For Whitson, it was a fourth opportunity to fly in space and add to an already impressive record: in her first mission, she spent an extended mission on the ISS, in her second she became the first woman to command the ISS (and later became the first women to complete two tours on the ISS as mission commander), she has completed the most EVAs (spacewalks) thus far for a woman, having spent a total of 60 hours and 21 minutes outside of the ISS performing various tasks; she has spent a total of 675 days in space during her career and remains the oldest woman to orbit the Earth. She was also the first woman to become NASA’s Chief Astronaut, the most senior position in the NASA Astronaut Corps.

For the rest of the crew, it was the opportunity to experience space for the first time, and for Axiom Space, a further opportunity to study managing orbital operations and research endeavours of the kind they hope to both manage and host on their own space station. The latter is due to start life as modules attached to the ISS (and referred to as the Axiom Orbital Segment) in the late 2020s, before becoming an independent orbital facility when the ISS is decommissioned at the start of the 2030s.

On May 30th, 2023, the crew re-boarded Freedom and departed the ISS, splashing down successfully in the Gulf of Mexico off the coast of Panama City, Florida in the early hours of May 31st, local time, where it was recovered by the SpaceX recovery ship Megan.
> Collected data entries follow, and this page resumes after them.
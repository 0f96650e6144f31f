//! Intercepting proxy binary.
//!
//! ```text
//!  client ──TCP──▶ listener ──▶ per-connection driver
//!                                  │
//!                                  ├─ sniff: TLS? ──yes──▶ handshake (certificate service)
//!                                  │                         └─ ALPN → negotiation (h2 / http/1.1)
//!                                  ├─ HTTP/1.1 or HTTP/2 codec
//!                                  ├─ CONNECT → 200, tunnel re-enters the TLS stage
//!                                  ├─ recursive guard → 508
//!                                  └─ main handler (forwarder) ──▶ origin
//! ```

use std::path::{Path, PathBuf};
use std::sync::Arc;

use clap::Parser;

use intercepting_proxy::config::validation::validate_config;
use intercepting_proxy::config::{load_config_or_default, ConfigError};
use intercepting_proxy::http::forward::ForwardHandler;
use intercepting_proxy::http::HandlerPool;
use intercepting_proxy::lifecycle::{wait_for_signal, Shutdown};
use intercepting_proxy::net::certificate::{
    CertificateService, StaticCertificateService, UnavailableCertificateService,
};
use intercepting_proxy::observability::{logging, metrics};
use intercepting_proxy::HttpServer;

#[derive(Parser)]
#[command(name = "intercepting-proxy")]
#[command(about = "Intercepting HTTP/HTTPS proxy", long_about = None)]
struct Cli {
    /// TOML configuration file.
    #[arg(short, long)]
    config: Option<PathBuf>,

    /// Listen address, overrides `listener.bind_address`.
    #[arg(short, long)]
    bind: Option<String>,

    /// Certificate chain (PEM) presented to intercepted clients.
    #[arg(long, requires = "key")]
    cert: Option<String>,

    /// Private key (PEM) of the certificate.
    #[arg(long, requires = "cert")]
    key: Option<String>,
}

#[tokio::main]
async fn main() -> Result<(), Box<dyn std::error::Error>> {
    let cli = Cli::parse();

    let mut config = load_config_or_default(cli.config.as_deref())?;
    if let Some(bind) = cli.bind {
        config.listener.bind_address = bind;
    }
    if cli.cert.is_some() {
        config.tls.cert_path = cli.cert;
        config.tls.key_path = cli.key;
    }
    validate_config(&config).map_err(ConfigError::Validation)?;

    logging::init_logging(&config.observability);
    tracing::info!(version = env!("CARGO_PKG_VERSION"), "intercepting-proxy starting");

    if config.observability.metrics_enabled {
        match config.observability.metrics_address.parse() {
            Ok(addr) => metrics::init_metrics(addr)?,
            Err(_) => tracing::error!(
                metrics_address = %config.observability.metrics_address,
                "Failed to parse metrics address"
            ),
        }
    }

    let certificates: Arc<dyn CertificateService> =
        match (&config.tls.cert_path, &config.tls.key_path) {
            (Some(cert), Some(key)) => Arc::new(StaticCertificateService::from_pem_files(
                Path::new(cert),
                Path::new(key),
            )?),
            _ => {
                tracing::warn!("No certificate configured, TLS handshakes will be refused");
                Arc::new(UnavailableCertificateService)
            }
        };

    let handler_pool = match config.handler.worker_threads {
        0 => None,
        threads => {
            tracing::info!(worker_threads = threads, "Starting main handler pool");
            Some(HandlerPool::new(threads)?)
        }
    };

    let shutdown = Shutdown::new();
    let mut server = HttpServer::new(config, certificates).with_main_handler(ForwardHandler::new());
    if let Some(pool) = &handler_pool {
        server = server.with_handler_executor(pool.executor());
    }
    let handle = server.start(shutdown.subscribe()).await?;

    wait_for_signal().await?;
    shutdown.trigger();
    handle.wait().await?;

    tracing::info!("Shutdown complete");
    Ok(())
}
Spaceport Company Performs At-Sea Launches

Landing returning crewed spacecraft on the world’s seas – as with the AX-2 mission – has long been a thing for the United States. However, it has also been the dream of some to use the oceans as a means of launching vehicles into orbit – perhaps most famously (thanks to it being referenced in the Apple TV series For All Mankind), the simply gargantuan Sea Dragon. Planned in the 1960s but never built, this behemoth was designed to lift 550 tonnes of cargo to orbit – and to start its journey by floating in open waters off the US coast.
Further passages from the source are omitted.